Come evidenziato dall’Autorità nel PNA 2016, la figura del RPC è stata interessata in modo significativo dalle modifiche introdotte dal d.lgs. 97/2016.

La nuova disciplina, infatti, ha optato per l’unificazione in capo ad un unico soggetto delle funzioni di Responsabile della prevenzione della corruzione e della trasparenza (RPTC), anche in coerenza della eliminazione della predisposizione di un autonomo Programma triennale per la trasparenza e l’integrità.

La scelta e relativa nomina spetta agli organi di indirizzo delle amministrazioni.

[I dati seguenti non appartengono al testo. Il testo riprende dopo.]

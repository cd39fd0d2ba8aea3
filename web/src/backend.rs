use std::{ops::Deref, rc::Rc};

use api::{ApiConfig, FallbackRepository, HttpRepository, LocalRepository, SNAPSHOT_KEY, Store};
use dioxus::prelude::*;

const TOKEN_KEY: &str = "authToken";

/// The repository every screen talks to, provided as context by the layout.
#[derive(Clone)]
pub struct Backend(Rc<FallbackRepository<HttpRepository>>);

impl PartialEq for Backend {
    fn eq(&self, other: &Self) -> bool {
        Rc::ptr_eq(&self.0, &other.0)
    }
}

impl Deref for Backend {
    type Target = FallbackRepository<HttpRepository>;

    fn deref(&self) -> &Self::Target {
        &self.0
    }
}

impl Backend {
    /// Restore local data and the bearer token from browser storage, then
    /// connect.
    pub async fn bootstrap() -> Self {
        let snapshot = read_local(SNAPSHOT_KEY).await;
        let token = read_local(TOKEN_KEY).await;
        let local = LocalRepository::restore(snapshot.as_deref(), Rc::new(BrowserStore));

        let repository = match ApiConfig::from_env() {
            Ok(config) => {
                tracing::info!(
                    base_url = %config.base_url,
                    demo = config.demo_mode,
                    "connecting to campus backend"
                );
                api::connect(config.with_token(token), local)
            }
            Err(error) => {
                tracing::error!(%error, "bad backend configuration, using local data only");
                FallbackRepository::new(None, local)
            }
        };
        Self(Rc::new(repository))
    }
}

pub fn use_backend() -> Backend {
    use_context::<Backend>()
}

/// `localStorage`, reached through `eval`.
struct BrowserStore;

impl Store for BrowserStore {
    fn save(&self, key: &str, value: String) {
        let js = format!(
            r#"
            try {{
                localStorage.setItem({}, {});
                dioxus.send(null);
            }} catch (e) {{
                dioxus.send(String(e));
            }}
            "#,
            js_string(key),
            js_string(&value),
        );
        let key = key.to_string();
        spawn(async move {
            match document::eval(&js).recv::<Option<String>>().await {
                Ok(None) => {}
                Ok(Some(error)) => tracing::error!(%key, %error, "failed to persist local data"),
                Err(error) => tracing::error!(%key, ?error, "failed to persist local data"),
            }
        });
    }
}

async fn read_local(key: &str) -> Option<String> {
    let js = format!("dioxus.send(localStorage.getItem({}));", js_string(key));
    match document::eval(&js).recv::<Option<String>>().await {
        Ok(value) => value,
        Err(error) => {
            tracing::warn!(%key, ?error, "could not read browser storage");
            None
        }
    }
}

/// A JSON string literal is also a valid JavaScript string literal.
fn js_string(s: &str) -> String {
    serde_json::Value::from(s).to_string()
}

In via generale, per il tipo di funzioni svolte, è necessario che il RPTC:

  • abbia adeguata conoscenza dell’organizzazione e del funzionamento dell’amministrazione;
  • sia scelto tra i dirigenti di ruolo in servizio: la nomina di un dipendente con qualifica non dirigenziale nonché la nomina di un dirigente esterno deve essere adeguatamente motivata;
  • sia scelto tra i dirigenti non assegnati ad uffici che svolgano attività di gestione e di amministrazione attiva e che svolgano attività nei settori più esposti al rischio corruttivo (come l’ufficio contratti o quello preposto alla gestione del patrimonio);
  • sia una persona che abbia sempre mantenuto una condotta integerrima e, dunque, non sia stato destinatario di provvedimenti giudiziali di condanna o provvedimenti disciplinari.

Inoltre, al fine di salvaguardare la necessaria “indipendenza” delle funzioni del RPCT rispetto anche ad eventuali potenziali condizionamenti o ritorsioni, la durata dell’incarico deve essere fissata tenendo conto della non esclusività della funzione.

La legge non individua la durata dell’incarico, tuttavia, considerato il suo carattere aggiuntivo, la durata della designazione è, di norma, pari a quella di durata dell’incarico dirigenziale a cui la nomina accede.

In caso di revoca anticipata dell’incarico dirigenziale preesistente, come indicato dall’Anac, l’attività di RPCT, in assenza di specifiche motivazioni, deve proseguire fino alla originaria scadenza.

Il RPCT deve, infatti, essere una figura di garanzia per l’amministrazione e non un incarico di natura fiduciaria.